START EXTRACTED MATERIAL

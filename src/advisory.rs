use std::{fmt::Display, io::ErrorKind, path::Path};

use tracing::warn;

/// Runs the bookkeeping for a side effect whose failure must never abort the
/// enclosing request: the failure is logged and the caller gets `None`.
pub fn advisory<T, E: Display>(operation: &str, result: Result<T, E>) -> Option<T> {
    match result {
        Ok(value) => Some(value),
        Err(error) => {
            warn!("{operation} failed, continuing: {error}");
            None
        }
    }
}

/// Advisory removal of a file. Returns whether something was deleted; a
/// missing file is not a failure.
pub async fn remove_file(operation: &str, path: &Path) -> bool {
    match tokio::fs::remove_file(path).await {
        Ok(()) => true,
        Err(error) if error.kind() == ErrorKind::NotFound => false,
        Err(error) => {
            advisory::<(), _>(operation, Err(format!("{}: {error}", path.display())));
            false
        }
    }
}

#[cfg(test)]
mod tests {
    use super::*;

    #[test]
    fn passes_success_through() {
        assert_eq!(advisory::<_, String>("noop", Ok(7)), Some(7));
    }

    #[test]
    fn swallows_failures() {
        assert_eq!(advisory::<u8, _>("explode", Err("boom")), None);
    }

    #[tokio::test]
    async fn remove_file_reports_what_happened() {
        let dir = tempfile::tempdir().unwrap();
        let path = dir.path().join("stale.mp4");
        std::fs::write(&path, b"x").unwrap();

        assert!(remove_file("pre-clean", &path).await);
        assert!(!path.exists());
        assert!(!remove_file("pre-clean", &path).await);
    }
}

END EXTRACTED MATERIAL

TASK INSTRUCTIONS – Could you write out, unchanged, the line with "#[tokio::test]" and every line after it in the data above?

WORKED SOLUTION –
    #[tokio::test]
    async fn remove_file_reports_what_happened() {
        let dir = tempfile::tempdir().unwrap();
        let path = dir.path().join("stale.mp4");
        std::fs::write(&path, b"x").unwrap();

        assert!(remove_file("pre-clean", &path).await);
        assert!(!path.exists());
        assert!(!remove_file("pre-clean", &path).await);
    }
}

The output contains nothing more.